# **LOGIC EXPLANATION**
To categorize the websites we will follow this logic:


1.   Firstly, we will scrape the content which is on the main pages by using Cloudscraper and we will parse the content with BeautifulSoup. 
2.   Secondly, we will translate this content to English as the Google NLP API does not support other languages by using Googletrans module.
3.   Thirdly, by using Google NLP API we will categorize these websites and get their categories and a confidence score.

**Note**: if the websites were in English, we could skip the translation step and directly input the English content into NLP API module.


# **REQUIREMENTS**
In order to be able to use this notebook we will first need to install the modules cloudscraper and googletrans.

1.   **[Cloudscraper](https://pypi.org/project/cloudscraper/)**: this library is similar to Requests. It will enable us to send HTTP requests and scrape the content within the URLs.
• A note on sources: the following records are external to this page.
// flebuild-cli/src/lib.rs
//
// Library portion of the flebuild CLI application.
// Contains argument definitions and command logic.

pub mod cli;
pub mod commands;
pub mod config;
pub mod error;
pub mod logging;

// Re-export items needed by the binary or integration tests
pub use cli::{BuildArgs, Cli, Commands, GlobalArgs};
pub use commands::build::run_build;
pub use commands::clean::run_clean;
pub use commands::status::run_status;
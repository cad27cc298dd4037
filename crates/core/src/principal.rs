//! Principals and caller subjects.

use std::borrow::Cow;

use serde::{Deserialize, Serialize};

/// One named identity inside a caller subject (user name, group name,
/// certificate DN, ...). Opaque to the decision layer.
#[derive(Debug, Clone, PartialEq, Eq, Hash, Serialize, Deserialize)]
#[serde(transparent)]
pub struct Principal(Cow<'static, str>);

impl Principal {
    pub fn new(name: impl Into<Cow<'static, str>>) -> Self {
        Self(name.into())
    }

    pub fn name(&self) -> &str {
        &self.0
    }
}

impl core::fmt::Display for Principal {
    fn fmt(&self, f: &mut core::fmt::Formatter<'_>) -> core::fmt::Result {
        f.write_str(&self.0)
    }
}

/// The authenticated identity bundle on whose behalf a check runs.
///
/// A subject carries zero or more principals; a subject with none
/// represents an anonymous caller. Authentication happened elsewhere —
/// this type only transports its outcome.
#[derive(Debug, Clone, Default, PartialEq, Eq, Serialize, Deserialize)]
pub struct CallerSubject {
    principals: Vec<Principal>,
}

impl CallerSubject {
    pub fn new(principals: Vec<Principal>) -> Self {
        Self { principals }
    }

    /// A subject with no principals (unauthenticated caller).
    pub fn anonymous() -> Self {
        Self::default()
    }

    pub fn is_anonymous(&self) -> bool {
        self.principals.is_empty()
    }

    pub fn principals(&self) -> &[Principal] {
        &self.principals
    }

    /// The first principal, conventionally the caller's primary identity.
    pub fn primary(&self) -> Option<&Principal> {
        self.principals.first()
    }
}

impl FromIterator<Principal> for CallerSubject {
    fn from_iter<I: IntoIterator<Item = Principal>>(iter: I) -> Self {
        Self {
            principals: iter.into_iter().collect(),
        }
    }
}

#[cfg(test)]
mod tests {
    use super::*;

    #[test]
    fn anonymous_subject_has_no_principals() {
        let subject = CallerSubject::anonymous();
        assert!(subject.is_anonymous());
        assert!(subject.primary().is_none());
    }

    #[test]
    fn primary_is_first_principal() {
        let subject: CallerSubject = [Principal::new("alice"), Principal::new("staff")]
            .into_iter()
            .collect();
        assert_eq!(subject.primary().map(Principal::name), Some("alice"));
        assert!(!subject.is_anonymous());
    }
}
//! Tracing/logging setup shared by embedders.
//!
//! The decision layer only *emits* `tracing` events; wiring a subscriber
//! is the embedding process's job. This crate gives embedders a default.

pub mod tracing;

/// Initialize process-wide tracing with JSON output.
///
/// Safe to call multiple times; subsequent calls become no-ops.
pub fn init() {
    tracing::init();
}
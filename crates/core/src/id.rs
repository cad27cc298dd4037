//! Strongly-typed identifiers.

use core::str::FromStr;

use serde::{Deserialize, Serialize};
use uuid::Uuid;

/// Identifier stamped on one authorization decision and its audit record.
///
/// Correlates a decision with whatever the audit sink ships downstream.
#[derive(Debug, Copy, Clone, PartialEq, Eq, Hash, Serialize, Deserialize)]
#[serde(transparent)]
pub struct DecisionId(Uuid);

impl DecisionId {
    /// Create a new identifier.
    ///
    /// Uses UUIDv7 (time-ordered), so audit stores sort decisions by
    /// creation without a secondary key.
    pub fn new() -> Self {
        Self(Uuid::now_v7())
    }

    pub fn from_uuid(uuid: Uuid) -> Self {
        Self(uuid)
    }

    pub fn as_uuid(&self) -> &Uuid {
        &self.0
    }
}

impl Default for DecisionId {
    fn default() -> Self {
        Self::new()
    }
}

impl core::fmt::Display for DecisionId {
    fn fmt(&self, f: &mut core::fmt::Formatter<'_>) -> core::fmt::Result {
        core::fmt::Display::fmt(&self.0, f)
    }
}

impl From<Uuid> for DecisionId {
    fn from(value: Uuid) -> Self {
        Self(value)
    }
}

impl From<DecisionId> for Uuid {
    fn from(value: DecisionId) -> Self {
        value.0
    }
}

impl FromStr for DecisionId {
    type Err = uuid::Error;

    fn from_str(s: &str) -> Result<Self, Self::Err> {
        Ok(Self(Uuid::from_str(s)?))
    }
}
//! Collaborator surface: the policy engine and the security context.
//!
//! The decision layer never evaluates policy itself. It binds to an
//! [`AuthorizationManager`] through the per-deployment
//! [`SecurityContext`] and treats the engine's two failure channels
//! differently: authorization-domain failures fail closed, anything else
//! propagates.

use std::sync::Arc;

use thiserror::Error;

use webgate_core::{CallerSubject, RoleGroup};

use crate::resource::WebResource;
use crate::verdict::Verdict;

/// Domain failure raised by the engine while evaluating a resource
/// (missing policy, unresolvable role reference, ...). Always interpreted
/// as a denial by the decision layer.
#[derive(Debug, Clone, Error, PartialEq, Eq)]
#[error("{reason}")]
pub struct AuthorizationFailure {
    reason: String,
}

impl AuthorizationFailure {
    pub fn new(reason: impl Into<String>) -> Self {
        Self {
            reason: reason.into(),
        }
    }

    pub fn reason(&self) -> &str {
        &self.reason
    }
}

/// Failure channels of [`AuthorizationManager::authorize`].
///
/// The split is deliberate: only [`EngineError::Authorization`] may be
/// folded into a `false` decision. An infrastructure fault (interrupted
/// backend, broken store) must surface to the caller, never masquerade
/// as a policy denial.
#[derive(Debug, Error)]
pub enum EngineError {
    #[error("authorization failure: {0}")]
    Authorization(#[from] AuthorizationFailure),

    #[error(transparent)]
    Infrastructure(#[from] anyhow::Error),
}

/// Policy engine contract.
///
/// Given a resource, the caller's subject, and the roles the identity
/// layer attributes to that subject, the engine returns a [`Verdict`] or
/// fails through one of the two [`EngineError`] channels. Implementations
/// must be shareable across threads; the decision layer invokes them
/// concurrently from many request threads.
pub trait AuthorizationManager: Send + Sync {
    /// Resolve the role group of `subject`. The callback hands the engine
    /// access to the ambient security context; it is allocated fresh for
    /// every check and never cached.
    fn subject_roles(
        &self,
        subject: Option<&CallerSubject>,
        callback: &SecurityContextCallback<'_>,
    ) -> RoleGroup;

    /// Evaluate `resource` for `subject` holding `roles`.
    fn authorize(
        &self,
        resource: &WebResource,
        subject: Option<&CallerSubject>,
        roles: &RoleGroup,
    ) -> Result<Verdict, EngineError>;
}

impl<M> AuthorizationManager for Arc<M>
where
    M: AuthorizationManager + ?Sized,
{
    fn subject_roles(
        &self,
        subject: Option<&CallerSubject>,
        callback: &SecurityContextCallback<'_>,
    ) -> RoleGroup {
        (**self).subject_roles(subject, callback)
    }

    fn authorize(
        &self,
        resource: &WebResource,
        subject: Option<&CallerSubject>,
        roles: &RoleGroup,
    ) -> Result<Verdict, EngineError> {
        (**self).authorize(resource, subject, roles)
    }
}

/// Per-deployment security binding: the security-domain name and the
/// engine evaluating policy for that domain.
///
/// An unbound engine (`authorization_manager() == None`) is a deployment
/// configuration bug, which the checks surface as an error rather than a
/// denial.
pub struct SecurityContext {
    security_domain: String,
    authorization_manager: Option<Arc<dyn AuthorizationManager>>,
}

impl SecurityContext {
    /// A context with no engine bound. Checks against it fail loudly.
    pub fn unbound(security_domain: impl Into<String>) -> Self {
        Self {
            security_domain: security_domain.into(),
            authorization_manager: None,
        }
    }

    pub fn new(
        security_domain: impl Into<String>,
        authorization_manager: Arc<dyn AuthorizationManager>,
    ) -> Self {
        Self {
            security_domain: security_domain.into(),
            authorization_manager: Some(authorization_manager),
        }
    }

    pub fn security_domain(&self) -> &str {
        &self.security_domain
    }

    pub fn authorization_manager(&self) -> Option<&Arc<dyn AuthorizationManager>> {
        self.authorization_manager.as_ref()
    }
}

impl core::fmt::Debug for SecurityContext {
    fn fmt(&self, f: &mut core::fmt::Formatter<'_>) -> core::fmt::Result {
        f.debug_struct("SecurityContext")
            .field("security_domain", &self.security_domain)
            .field("bound", &self.authorization_manager.is_some())
            .finish()
    }
}

/// Hands the engine access to the security context of the check in
/// flight (role resolution may need the domain or deployment state).
///
/// Allocated per call on purpose: it captures the context current at the
/// moment of the check, never a stale one.
#[derive(Debug, Clone, Copy)]
pub struct SecurityContextCallback<'a> {
    context: &'a SecurityContext,
}

impl<'a> SecurityContextCallback<'a> {
    pub fn new(context: &'a SecurityContext) -> Self {
        Self { context }
    }

    pub fn security_domain(&self) -> &str {
        self.context.security_domain()
    }

    pub fn context(&self) -> &SecurityContext {
        self.context
    }
}
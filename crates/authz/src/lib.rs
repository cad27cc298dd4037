//! `webgate-authz` — web-authorization decision layer.
//!
//! This crate answers three questions a web request pipeline asks about an
//! authenticated caller:
//!
//! - may the caller invoke this URI under this deployment?
//! - does the caller hold a named role (role-reference check)?
//! - is the transport adequate for this request (user-data check)?
//!
//! Each check builds a canonical [`WebResource`], resolves the caller's
//! roles, consults the bound [`AuthorizationManager`], and maps its
//! [`Verdict`] to a boolean — emitting exactly one audit record per check
//! when auditing is enabled. Authorization-domain failures are
//! **fail-closed** (the check returns `false`); infrastructure faults
//! propagate to the caller so they are never mistaken for denials.
//!
//! The crate holds no policy and no per-request state: the policy engine,
//! identity layer, and audit destination plug in through traits.

pub mod audit;
pub mod helper;
pub mod manager;
pub mod resource;
pub mod verdict;

pub use audit::{AuditLevel, AuditRecord, AuditSink, CheckKind, InMemoryAuditSink, TracingAuditSink};
pub use helper::{CheckError, WebAuthorizationHelper};
pub use manager::{
    AuthorizationFailure, AuthorizationManager, EngineError, SecurityContext,
    SecurityContextCallback,
};
pub use resource::{
    resource_keys, PolicyRegistration, RequestHandle, ResponseHandle, WebResource,
    WebResourceBuilder,
};
pub use verdict::Verdict;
This module works better than requests to scrape websites which use a CloudFlare technology.
2.   **[Googletrans](https://pypi.org/project/googletrans/)**: free and unlimited Python library which uses Google Translate AJAX API. Note that this is not the official API, so if you seek a more stable solution, it is better to use the [official solution](https://cloud.google.com/translate/docs) (but it is not for free).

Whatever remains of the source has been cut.